Co-written by Kerry P. McInerney

I. Introduction.

"I get frustrated when I hear how long the trial took. . . . It took Jimmy nine years to die. Those were nine horrible years for him and for us. That’s not remembered enough."

Ann Anderson, whose son’s and family’s plight was the subject of the book and movie entitled "A Civil Action" by Jonathan Harr.

Mediation has been defined and analyzed from a technical point of view since its adoption in the rules of numerous federal and state courts throughout the nation.1 Having had the honor and privilege of serving as mediator in thousands of cases where resolution has been achieved, I have learned many effective mediation techniques. Perhaps more importantly, I have also gained a unique and distinguishable perception of mediation as the humanization of our beloved justice system.

Our legal education and subsequent practice obscure the true purpose for which we are given license to serve the public: the resolution of human conflict. In law school, we learn legal research and brief writing, the evolution of torts, contracts, constitutional law and the like. Through the Socratic method, we are taught to think, reason, and understand the strategies that will enable us to "win" on behalf of our clients. In practice, we measure success by victories ("win-loss"), from which we attain greater financial reward. However, true success and reward are found in achieving efficient and equitable results ("win-win") through an understanding of the human needs and interests of our clients.2

Enter the opportunity to mediate.3

II. The Humanization Of The Justice System.

A. The Problems.

  1. A teenage mother gives birth to a second child at a hospital outside the authority of her treating obstetrician. Subsequent to delivery, she visits an emergency room where the physician on call makes a diagnosis of pelvic inflammation and prescribes a certain drug. The emergency room doctor consults with the treating obstetrician, and advises of the diagnosis and suggested treatment. The obstetrician concurs with the emergency room physician’s diagnosis and suggested treatment without further examination of the patient. Within twenty-four hours, the patient goes into shock due to an infection throughout her body, her organs shut down, and she dies.
  2. The patient’s parents bring suit against both physicians and the hospital. The physicians assert, both personally and through expert testimony, that they met their standard of care based upon the consultation regarding the patient’s condition. The hospital claims that it did not breach any standard of care because the doctors are not employees of the hospital, and because there is no independent cause of action asserted against the hospital.

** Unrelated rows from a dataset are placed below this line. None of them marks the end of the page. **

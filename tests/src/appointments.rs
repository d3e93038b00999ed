//! Appointment Lifecycle Tests
//!
//! Booking, rescheduling, status changes and listing through the service:
//! - Doctor and patient resolution before any interval math
//! - Conflicts against existing bookings, with the reschedule excluded
//! - Status transitions and their effect on the calendar
//! - Filtered, paginated listing

#[cfg(test)]
mod unit_tests {
    use crate::fixtures::*;
    use chrono::{TimeZone, Utc};
    use mediflow_rbac::{Role, UserId};
    use mediflow_scheduling::{
        AppointmentFilter, AppointmentId, AppointmentPatch, AppointmentStatus, AppointmentType,
        NewAppointment, PageRequest, PatientId, SchedulingConfig, SchedulingError,
    };
    use mediflow_validation::ValidationErrorCode;

    fn booking(doctor: UserId, hour: u32, minute: u32, minutes: u32) -> NewAppointment {
        NewAppointment {
            patient_id: PatientId(101),
            doctor_id: doctor,
            start_time: at(hour, minute),
            duration_minutes: minutes,
            appointment_type: AppointmentType::FollowUp,
            reason: "Post-procedure check".to_string(),
            notes: Some("Bring discharge summary".to_string()),
        }
    }

    fn status(to: AppointmentStatus) -> AppointmentPatch {
        AppointmentPatch {
            status: Some(to),
            ..Default::default()
        }
    }

    #[test]
    fn test_book_into_free_gap() {
        let svc = clinic_service(SchedulingConfig::default());
        let desk = staff(Role::Receptionist);

        // Between the 09:00 consult and the 11:00 procedure, touching both
        let apt = svc.create(&desk, booking(DR_REYES, 9, 30, 90)).unwrap();
        assert_eq!(apt.status, AppointmentStatus::Scheduled);
        assert_eq!(apt.id, AppointmentId(5));
        assert_eq!(apt.end_time(), at(11, 0));

        let err = svc.create(&desk, booking(DR_REYES, 10, 45, 15)).unwrap_err();
        assert_eq!(err.status_code(), 409);
    }

    #[test]
    fn test_conflict_error_carries_the_blocking_booking() {
        let svc = clinic_service(SchedulingConfig::default());
        let err = svc
            .create(&staff(Role::Doctor), booking(DR_REYES, 12, 0, 60))
            .unwrap_err();

        match err {
            SchedulingError::Conflict {
                appointment_id,
                start,
                end,
            } => {
                assert_eq!(appointment_id, AppointmentId(2));
                assert_eq!(start, at(11, 0));
                assert_eq!(end, at(12, 30));
            }
            other => panic!("expected conflict, got {:?}", other),
        }
    }

    #[test]
    fn test_non_doctor_staff_cannot_be_booked() {
        let svc = clinic_service(SchedulingConfig::default());
        for account in [NURSE_SILVA, RETIRED_ROLE_ACCOUNT, UserId(404)] {
            let err = svc
                .create(&staff(Role::Receptionist), booking(account, 15, 0, 30))
                .unwrap_err();
            assert_eq!(err.to_string(), format!("Doctor {} not found", account));
        }
    }

    #[test]
    fn test_reschedule_across_the_day() {
        let svc = clinic_service(SchedulingConfig::default());
        let doctor = staff(Role::Doctor);

        // Stretch the procedure over its own slot
        let moved = svc
            .update(
                &doctor,
                AppointmentId(2),
                AppointmentPatch {
                    start_time: Some(at(10, 30)),
                    duration_minutes: Some(120),
                    ..Default::default()
                },
            )
            .unwrap();
        assert_eq!(moved.end_time(), at(12, 30));
        assert_eq!(moved.notes.as_deref(), Some("Fasting not required"));

        // Onto the confirmed consult
        let err = svc
            .update(
                &doctor,
                AppointmentId(2),
                AppointmentPatch {
                    start_time: Some(at(9, 15)),
                    ..Default::default()
                },
            )
            .unwrap_err();
        assert!(matches!(
            err,
            SchedulingError::Conflict { appointment_id, .. } if appointment_id == AppointmentId(1)
        ));
    }

    #[test]
    fn test_rescheduling_a_cancelled_booking_skips_the_check() {
        let svc = clinic_service(SchedulingConfig::default());
        // Cancelled 14:00 follow-up moved over the 09:00 consult
        let moved = svc
            .update(
                &staff(Role::Receptionist),
                AppointmentId(3),
                AppointmentPatch {
                    start_time: Some(at(9, 0)),
                    ..Default::default()
                },
            )
            .unwrap();
        assert_eq!(moved.status, AppointmentStatus::Cancelled);
    }

    #[test]
    fn test_visit_runs_through_statuses() {
        let svc = clinic_service(SchedulingConfig::default());
        let doctor = staff(Role::Doctor);
        let id = AppointmentId(4);

        for next in [
            AppointmentStatus::Confirmed,
            AppointmentStatus::InProgress,
            AppointmentStatus::Completed,
        ] {
            assert_eq!(svc.update(&doctor, id, status(next)).unwrap().status, next);
        }

        let err = svc.update(&doctor, id, status(AppointmentStatus::Cancelled)).unwrap_err();
        assert_eq!(
            err.to_string(),
            "Cannot change appointment status from completed to cancelled"
        );

        // A visit in progress or done no longer blocks the calendar
        svc.create(&doctor, booking(DR_OKAFOR, 9, 0, 30)).unwrap();
    }

    #[test]
    fn test_no_show_frees_the_slot() {
        let svc = clinic_service(SchedulingConfig::default());
        let desk = staff(Role::Receptionist);

        assert!(svc.create(&desk, booking(DR_OKAFOR, 9, 30, 30)).is_err());
        svc.update(&desk, AppointmentId(4), status(AppointmentStatus::NoShow)).unwrap();
        assert!(svc.create(&desk, booking(DR_OKAFOR, 9, 30, 30)).is_ok());
    }

    #[test]
    fn test_invalid_patches_rejected() {
        let svc = clinic_service(SchedulingConfig::default());
        let desk = staff(Role::Receptionist);

        let err = svc
            .update(&desk, AppointmentId(1), AppointmentPatch::default())
            .unwrap_err();
        assert!(matches!(
            &err,
            SchedulingError::Validation(e) if e.has_code(ValidationErrorCode::NothingToUpdate)
        ));

        let err = svc
            .update(
                &desk,
                AppointmentId(1),
                AppointmentPatch {
                    duration_minutes: Some(300),
                    reason: Some("x".repeat(501)),
                    ..Default::default()
                },
            )
            .unwrap_err();
        match err {
            SchedulingError::Validation(errors) => {
                assert!(errors.has_field("duration_minutes"));
                assert!(errors.has_code(ValidationErrorCode::TooLong));
            }
            other => panic!("expected validation error, got {:?}", other),
        }

        let err = svc
            .update(&desk, AppointmentId(99), status(AppointmentStatus::Confirmed))
            .unwrap_err();
        assert_eq!(err.to_string(), "Appointment 99 not found");
    }

    #[test]
    fn test_past_bookings_follow_config() {
        let yesterday = Utc.with_ymd_and_hms(2024, 2, 25, 9, 0, 0).unwrap();
        let mut request = booking(DR_LINDQVIST, 9, 0, 30);
        request.start_time = yesterday;

        let strict = clinic_service(SchedulingConfig::default());
        let err = strict.create(&staff(Role::Admin), request.clone()).unwrap_err();
        assert!(matches!(
            &err,
            SchedulingError::Validation(e) if e.has_code(ValidationErrorCode::InThePast)
        ));

        let lenient = clinic_service(SchedulingConfig {
            reject_past_appointments: false,
            ..Default::default()
        });
        assert!(lenient.create(&staff(Role::Admin), request).is_ok());
    }

    #[test]
    fn test_list_filters_and_pages() {
        let svc = clinic_service(SchedulingConfig::default());
        let nurse = staff(Role::Nurse);

        let all = svc
            .list(&nurse, &AppointmentFilter::default(), PageRequest::default())
            .unwrap();
        assert_eq!(all.total, 4);
        let ids: Vec<_> = all.items.iter().map(|a| a.id).collect();
        // Newest start first, ties by id descending
        let expected: Vec<_> = [3, 2, 4, 1].into_iter().map(AppointmentId).collect();
        assert_eq!(ids, expected);

        let reyes_active = AppointmentFilter {
            doctor_id: Some(DR_REYES),
            status: Some(AppointmentStatus::Scheduled),
            ..Default::default()
        };
        let page = svc.list(&nurse, &reyes_active, PageRequest::default()).unwrap();
        assert_eq!(page.items.len(), 1);
        assert_eq!(page.items[0].id, AppointmentId(2));

        let morning = AppointmentFilter {
            date_from: Some(at(9, 0)),
            date_to: Some(at(11, 0)),
            ..Default::default()
        };
        let page = svc.list(&nurse, &morning, PageRequest::new(2, 2)).unwrap();
        assert_eq!(page.total, 3);
        assert_eq!(page.total_pages, 2);
        assert_eq!(page.items.len(), 1);

        let by_patient = AppointmentFilter {
            patient_id: Some(PatientId(100)),
            ..Default::default()
        };
        assert_eq!(svc.list(&nurse, &by_patient, PageRequest::default()).unwrap().total, 2);
    }
}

    The parents have lost their teenage child; two children survive this teenage mother; two doctors grieve over the loss of a patient. The obstetrician’s insurance company is bankrupt, leaving potential exposure to the doctor or her rights under the state’s insurance guarantee association. The hospital (a county hospital – and thus, under a statutory cap) denies independent and corporate liabilities for the acts of the physicians. Each party reaches out to the justice system for an answer – finality and equitable resolution.

  3. A property owner sells lots within a subdivision on the representation that the acreage has been properly subdivided and engineered for adequate drainage. After purchasing and developing one of the lots, the plaintiffs experience flooding and damage to their property. The plaintiffs lack adequate means of repairing the real property. They file suit against the seller and the engineer, alleging loss of value and mental anguish based upon missed expectations and opportunity.
  4. Neither the seller nor the engineer denies the flooding or the damage that has been caused, but each asserts that the other is solely responsible. Once again, the parties reach out to the justice system for finality and equitable relief.

  5. A husband purchases life insurance from his friend and agent. The agent represents that the policy requires only five years of premium payments, although the insurer conditions such a limitation on interest rates. Eight years later, after paying premiums for three years beyond the represented period, the husband is diagnosed with cancer. He becomes disabled and uninsurable, and can no longer afford the premium payments. The husband intended the insurance policy to sustain his family by investment of the $500,000 face value of the policy. The husband and his family file suit, alleging that the absence of the insurance coverage causes fear of financial insecurity in the face of certain and short term death.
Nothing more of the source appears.